Differential utilization of intracellular Ca2+ stores with specific functional characteristics could be a potential mechanism for coupling various stimuli to specific cellular responses. In the goldfish pituitary, both gonadotropes and somatotropes possess multiple intracellular Ca2+ stores that are differentially coupled to agonist-evoked exocytosis. We investigated the role of ryanodine receptor/Ca2+-release channels (RyR) in basal and gonadotropin-releasing hormone (GnRH)-evoked hormone secretion from cultured gonadotropes and somatotropes using radioimmunoassay for gonadotropin (GTH-II) and growth hormone (GH).

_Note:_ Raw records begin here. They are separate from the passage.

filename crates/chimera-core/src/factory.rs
//! Startup wiring: resolve the distro and build the controller

use std::sync::Arc;

use chimera_exec::{CommandRunner, LocalRunner, ToolProbe};
use chimera_pkg::{Backend, DistroResolver};
use tracing::info;

use crate::config::Config;
use crate::controller::UpdateController;
use crate::error::CoreError;

/// Build the controller for this machine
///
/// Reads the configured os-release file, probes `PATH` and runs commands
/// through the local shell.
///
/// # Errors
/// Returns [`CoreError::Resolve`] if no package manager can be chosen
pub fn build_controller(config: &Config) -> Result<UpdateController, CoreError> {
    let resolver = DistroResolver::new().with_os_release(&config.os_release);
    build_controller_with(&resolver, Arc::new(LocalRunner::new()), config)
}

/// Build the controller from an explicit resolver and runner
///
/// # Errors
/// Returns [`CoreError::Resolve`] if no package manager can be chosen
pub fn build_controller_with<P: ToolProbe>(
    resolver: &DistroResolver<P>,
    runner: Arc<dyn CommandRunner>,
    config: &Config,
) -> Result<UpdateController, CoreError> {
    let manager = resolver.resolve()?;

    let mut backend = Backend::new(manager, runner);
    if let Some(prefix) = &config.elevate_with {
        backend = backend.with_elevation(prefix.as_str());
    }

    info!(
        manager = %backend.manager(),
        elevated = config.elevate_with.is_some(),
        "update controller ready"
    );
    Ok(UpdateController::new(backend))
}
//! TUI styles

use ratatui::style::{Color, Modifier, Style};

use crate::app::Activity;

/// Spinner frame for the current activity
pub fn activity_symbol(activity: Activity, tick: u64) -> &'static str {
    match activity {
        Activity::Idle => "●",
        Activity::Checking | Activity::Upgrading => match tick % 4 {
            0 => "◐",
            1 => "◓",
            2 => "◑",
            _ => "◒",
        },
    }
}

/// Activity color
pub fn activity_color(activity: Activity) -> Color {
    match activity {
        Activity::Idle => Color::Green,
        Activity::Checking => Color::Yellow,
        Activity::Upgrading => Color::Blue,
    }
}

/// Header style
pub fn header_style() -> Style {
    Style::default()
        .fg(Color::Cyan)
        .add_modifier(Modifier::BOLD)
}

/// Focused button style
pub fn focused_button_style() -> Style {
    Style::default()
        .bg(Color::Cyan)
        .fg(Color::Black)
        .add_modifier(Modifier::BOLD)
}

/// Enabled button style
pub fn button_style() -> Style {
    Style::default().fg(Color::White)
}

/// Disabled button style
pub fn disabled_button_style() -> Style {
    Style::default().fg(Color::DarkGray)
}

/// Border style for the main frame
pub fn border_style() -> Style {
    Style::default().fg(Color::Cyan)
}
//! Command runner trait

use async_trait::async_trait;

use crate::error::ExecError;
use crate::result::CommandResult;

/// Executes a single shell command line and captures its output
///
/// Implementations must return `Ok` for every command that was launched,
/// whatever its exit status; `Err` is reserved for launch and I/O failures.
#[async_trait]
pub trait CommandRunner: Send + Sync {
    /// Run `cmd` through the system shell
    async fn run(&self, cmd: &str) -> Result<CommandResult, ExecError>;

    /// Short name of the runner, used in logs
    fn runner_type(&self) -> &'static str;
}
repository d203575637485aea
//! Desktop notifications through `notify-send`

use tokio::process::Command;
use tracing::{debug, error};

pub const TITLE: &str = "Chimera Update";
pub const ERROR_TITLE: &str = "Chimera Update Error";

/// Sends desktop notifications without blocking the UI loop
#[derive(Debug, Clone)]
pub struct Notifier {
    enabled: bool,
}

impl Notifier {
    pub fn new(enabled: bool) -> Self {
        Self { enabled }
    }

    pub fn is_enabled(&self) -> bool {
        self.enabled
    }

    /// Arguments passed to `notify-send`
    fn args(title: &str, message: &str, urgent: bool) -> Vec<String> {
        let mut args = vec![title.to_string(), message.to_string()];
        if urgent {
            args.extend(["-u".to_string(), "critical".to_string()]);
        }
        args
    }

    /// Fire a notification on a background task
    ///
    /// Failures are logged and otherwise ignored.
    pub fn send(&self, title: &str, message: &str, urgent: bool) {
        if !self.is_enabled() {
            return;
        }

        let args = Self::args(title, message, urgent);
        tokio::spawn(async move {
            debug!(?args, "sending notification");
            match Command::new("notify-send").args(&args).status().await {
                Ok(status) if status.success() => {}
                Ok(status) => error!(?status, "notify-send failed"),
                Err(e) => error!(error = %e, "failed to run notify-send"),
            }
        });
    }
}

#[cfg(test)]
mod tests {
    use super::*;

    #[test]
    fn test_args() {
        assert_eq!(
            Notifier::args(TITLE, "There is one update available.", false),
            ["Chimera Update", "There is one update available."]
        );
        assert_eq!(
            Notifier::args(ERROR_TITLE, "Unable to check for updates", true),
            [
                "Chimera Update Error",
                "Unable to check for updates",
                "-u",
                "critical"
            ]
        );
    }

    #[test]
    fn test_disabled_sends_nothing() {
        let notifier = Notifier::new(false);
        assert!(!notifier.is_enabled());
        assert!(Notifier::new(true).is_enabled());

        // No runtime here: spawning would panic if the notifier tried to send.
        notifier.send(TITLE, "hello", false);
    }
}
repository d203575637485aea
//! Result types for command execution

use std::time::Duration;

use serde::{Deserialize, Serialize};

/// Result of a command execution
#[derive(Debug, Clone, PartialEq, Eq, Serialize, Deserialize)]
pub struct CommandResult {
    /// Exit status code (0 for success, -1 when killed by a signal)
    pub status: i32,
    /// stdout output
    pub stdout: String,
    /// stderr output
    pub stderr: String,
    /// Time taken to execute
    pub duration: Duration,
}

impl CommandResult {
    /// Build a result with a zero duration
    pub fn new(status: i32, stdout: impl Into<String>, stderr: impl Into<String>) -> Self {
        Self {
            status,
            stdout: stdout.into(),
            stderr: stderr.into(),
            duration: Duration::ZERO,
        }
    }

    /// Check if command succeeded (exit code 0)
    #[must_use]
    pub fn success(&self) -> bool {
        self.status == 0
    }

    /// Combine stdout and stderr
    #[must_use]
    pub fn combined_output(&self) -> String {
        if self.stderr.is_empty() {
            self.stdout.clone()
        } else {
            format!("{}\n{}", self.stdout, self.stderr)
        }
    }
}
use axum::Json;
use axum::http::StatusCode;
use axum::response::{IntoResponse, Response};
use finproxy_service::proxy::ProxyError;
use sentry::integrations::anyhow::capture_anyhow;
use serde::{Deserialize, Serialize};

/// An error returned from a web handler.
///
/// The client sees `message`. Server errors additionally report the full `err` chain to sentry.
#[derive(Debug)]
pub struct ResponseError {
    status: StatusCode,
    message: String,
    err: anyhow::Error,
}

impl From<ProxyError> for ResponseError {
    fn from(err: ProxyError) -> Self {
        let status = if err.is_client_error() {
            StatusCode::BAD_REQUEST
        } else {
            StatusCode::INTERNAL_SERVER_ERROR
        };

        Self {
            status,
            message: err.user_message(),
            err: err.into(),
        }
    }
}

impl From<serde_json::Error> for ResponseError {
    fn from(err: serde_json::Error) -> Self {
        Self {
            status: StatusCode::BAD_REQUEST,
            message: err.to_string(),
            err: err.into(),
        }
    }
}

impl IntoResponse for ResponseError {
    fn into_response(self) -> Response {
        if self.status.is_server_error() {
            capture_anyhow(&self.err);
        }
        let body = ApiErrorResponse {
            error: self.message,
        };
        (self.status, Json(body)).into_response()
    }
}

/// An error response from the api.
///
/// The message lives under the `error` key, which is where the dashboard looks for it.
#[derive(Serialize, Deserialize, Default, Debug, PartialEq, Eq)]
pub struct ApiErrorResponse {
    pub error: String,
}

#[cfg(test)]
mod tests {
    use finproxy_service::download::FetchError;
    use finproxy_service::proxy::InputError;

    use super::*;

    #[test]
    fn test_status_codes() {
        let err = ResponseError::from(ProxyError::from(InputError::Malformed));
        assert_eq!(err.status, StatusCode::BAD_REQUEST);
        assert_eq!(err.message, "Invalid URL format");

        let err = ResponseError::from(ProxyError::FetchFailed(FetchError::ConnectionReset(
            "connection reset by peer".into(),
        )));
        assert_eq!(err.status, StatusCode::INTERNAL_SERVER_ERROR);
        assert_eq!(err.message, "Connection reset - API may be rate limiting");
    }

    #[test]
    fn test_json_error() {
        let err = serde_json::from_str::<serde_json::Value>("{").unwrap_err();
        let err = ResponseError::from(err);
        assert_eq!(err.status, StatusCode::BAD_REQUEST);
        insta::assert_snapshot!(err.message, @"EOF while parsing an object at line 1 column 1");
    }
}
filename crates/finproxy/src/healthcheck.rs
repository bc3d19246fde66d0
use std::net::SocketAddr;
use std::time::Duration;

use anyhow::{Context, Result, bail};
use finproxy_service::config::Config;

/// Asks the proxy at `addr` (or the configured `bind` address) whether it is up.
pub fn healthcheck(config: Config, addr: Option<SocketAddr>, timeout: u64) -> Result<()> {
    let addr = match addr {
        Some(addr) => addr,
        None => config
            .bind
            .parse()
            .with_context(|| format!("invalid bind address `{}`", config.bind))?,
    };

    let client = reqwest::blocking::Client::builder()
        .timeout(Duration::from_secs(timeout))
        .build()?;

    let url = format!("http://{addr}/healthcheck");
    tracing::debug!("Sending request to: {url}");

    let response = client.get(url).send();
    let status = match response {
        Ok(response) => response.status(),
        Err(error) => {
            println!("ERROR");
            bail!("failed to check finproxy ({addr}) health: {error}");
        }
    };

    if !status.is_success() {
        println!("ERROR");
        bail!("finproxy ({addr}) is unhealthy. Status: {status}");
    }

    println!("OK");
    Ok(())
}
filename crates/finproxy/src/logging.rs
use std::env;

use finproxy_service::config::{Config, LogFormat};
use finproxy_service::logging::init_json_logging;
use sentry::integrations::tracing::EventFilter;
use tracing::level_filters::LevelFilter;
use tracing_subscriber::EnvFilter;
use tracing_subscriber::fmt::time::UtcTime;
use tracing_subscriber::prelude::*;
use tracing_subscriber::util::SubscriberInitExt;

fn get_rust_log(level: LevelFilter) -> &'static str {
    match level {
        LevelFilter::OFF => "",
        LevelFilter::ERROR => "ERROR",
        LevelFilter::WARN => "WARN",
        LevelFilter::INFO => {
            "INFO,\
             hickory_proto=WARN,\
             hickory_resolver=WARN"
        }
        LevelFilter::DEBUG => {
            "INFO,\
             hickory_proto=WARN,\
             tower_http=DEBUG,\
             finproxy=DEBUG,\
             finproxy_service=DEBUG"
        }
        LevelFilter::TRACE => {
            "INFO,\
             hickory_proto=WARN,\
             tower_http=TRACE,\
             finproxy=TRACE,\
             finproxy_service=TRACE"
        }
    }
}

/// Initializes logging for the proxy.
///
/// This considers the `RUST_LOG` environment variable and defaults it to the level specified in the
/// configuration. Additionally, this toggles `RUST_BACKTRACE` based on the
/// [`enable_backtraces`](finproxy_service::config::Logging::enable_backtraces) config value.
///
/// # Safety
/// This function uses [`std::env::set_var`] to modify the environment. That function is only safe
/// to call in single-threaded contexts to prevent unsynchronized concurrent access to the environment.
pub unsafe fn init_logging(config: &Config) {
    if config.logging.enable_backtraces {
        // SAFETY: As documented, this function may only be called in a single-threaded context.
        unsafe { env::set_var("RUST_BACKTRACE", "1") };
    }

    let rust_log =
        env::var("RUST_LOG").unwrap_or_else(|_| get_rust_log(config.logging.level).to_string());

    let fmt_layer = {
        let layer = tracing_subscriber::fmt::layer()
            .with_timer(UtcTime::rfc_3339())
            .with_target(true);

        match (config.logging.format, console::user_attended()) {
            (LogFormat::Auto, true) | (LogFormat::Pretty, _) => layer.pretty().boxed(),
            (LogFormat::Auto, false) | (LogFormat::Simplified, _) => {
                layer.compact().with_ansi(false).boxed()
            }
            (LogFormat::Json, _) => {
                init_json_logging(&rust_log, std::io::stdout);
                return;
            }
        }
    }
    .with_filter(EnvFilter::new(&rust_log));

    // Errors become sentry events, warnings and infos are only breadcrumbs. Stale fallbacks are
    // logged at warn level and must not create events.
    let sentry_layer =
        sentry::integrations::tracing::layer().event_filter(|md| match *md.level() {
            tracing::Level::ERROR => EventFilter::Event,
            tracing::Level::WARN | tracing::Level::INFO => EventFilter::Breadcrumb,
            tracing::Level::DEBUG | tracing::Level::TRACE => EventFilter::Ignore,
        });

    tracing_subscriber::registry()
        .with(fmt_layer)
        .with(sentry_layer)
        .init();
}

/// Logs an error to the configured logger or `stderr` if not yet configured.
pub fn ensure_log_error(error: &anyhow::Error) {
    if tracing::Level::ERROR <= tracing::level_filters::STATIC_MAX_LEVEL
        && tracing::Level::ERROR <= LevelFilter::current()
    {
        tracing::error!("{:?}", error);
    } else {
        eprintln!("{error:?}");
    }
}
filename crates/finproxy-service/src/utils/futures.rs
/// Execute a callback on dropping of the container type.
///
/// The callback must not panic under any circumstance. Since it is called while dropping an item,
/// this might result in aborting program execution.
pub struct CallOnDrop {
    f: Option<Box<dyn FnOnce() + Send + 'static>>,
}

impl CallOnDrop {
    /// Creates a new `CallOnDrop`.
    pub fn new<F: FnOnce() + Send + 'static>(f: F) -> CallOnDrop {
        CallOnDrop {
            f: Some(Box::new(f)),
        }
    }
}

impl Drop for CallOnDrop {
    fn drop(&mut self) {
        if let Some(f) = self.f.take() {
            f();
        }
    }
}

impl std::fmt::Debug for CallOnDrop {
    fn fmt(&self, f: &mut std::fmt::Formatter<'_>) -> std::fmt::Result {
        f.debug_struct("CallOnDrop")
            .field("armed", &self.f.is_some())
            .finish()
    }
}
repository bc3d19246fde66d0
pub mod clock;
pub mod futures;
pub mod http;
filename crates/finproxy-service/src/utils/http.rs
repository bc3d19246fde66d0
use anyhow::{Context, Result};
use reqwest::header;

use crate::config::FetchConfig;

/// The `User-Agent` sent with every upstream request.
pub const USER_AGENT: &str = concat!("finproxy/", env!("CARGO_PKG_VERSION"));

/// Creates the [`reqwest::Client`] used for all upstream requests.
///
/// * Every request asks for JSON and identifies itself with [`USER_AGENT`].
/// * `connect_timeout` bounds establishing a connection. The per-attempt timeout is applied by
///   the [`Fetcher`](crate::download::Fetcher) instead, so that it also covers the body.
/// * Redirects follow the reqwest default policy.
pub fn create_client(config: &FetchConfig) -> Result<reqwest::Client> {
    let mut headers = header::HeaderMap::new();
    headers.insert(
        header::ACCEPT,
        header::HeaderValue::from_static("application/json"),
    );

    reqwest::ClientBuilder::new()
        .gzip(true)
        .hickory_dns(true)
        .user_agent(USER_AGENT)
        .default_headers(headers)
        .connect_timeout(config.connect_timeout)
        .pool_idle_timeout(config.pool_idle_timeout)
        .build()
        .context("failed to create the upstream HTTP client")
}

As is the case in vivo, the basal and evoked secretion of both hormones varied with seasonal reproductive status. GnRH-stimulated hormone release was three-fold higher in cells from sexually mature animals compared to those in a sexually regressed state. Nanomolar doses of ryanodine evoked significant GTH-II and GH secretion, suggesting that ryanodine-sensitive Ca2+ stores can couple to exocytosis in both cell types. In gonadotropes, 10 microM ryanodine abolished cGnRH-II-evoked GTH-II release in both sexually mature and sexually regressed fish, while sGnRH signalling was mediated by ryanodine-sensitive Ca2+ stores in cells from sexually regressed fish only. Ryanodine-sensitive Ca2+ stores in somatotropes were only involved in cGnRH-II-stimulated GH release during gonadal regression. In contrast, sGnRH-stimulated, but not cGnRH-II-stimulated, GH release was significantly reduced by 1 microM xestospongin C. Although hormone release stimulated by mobilizing caffeine-sensitive Ca2+ pools was also markedly seasonal, it was largely independent of ryanodine-sensitive Ca2+ stores. Ryanodine-sensitive Ca2+ stores in both cell types are not active downstream of ionomycin, BayK 8644, protein kinase C or cyclic adenosine monophosphate signalling pathways, suggesting difference from a classical Ca2+-induced Ca2+ release system. Ours study is the first to suggest that RyR2 may be involved in the seasonal plasticity of pituitary function, which may be related to cyclic changes observed in reproduction and growth.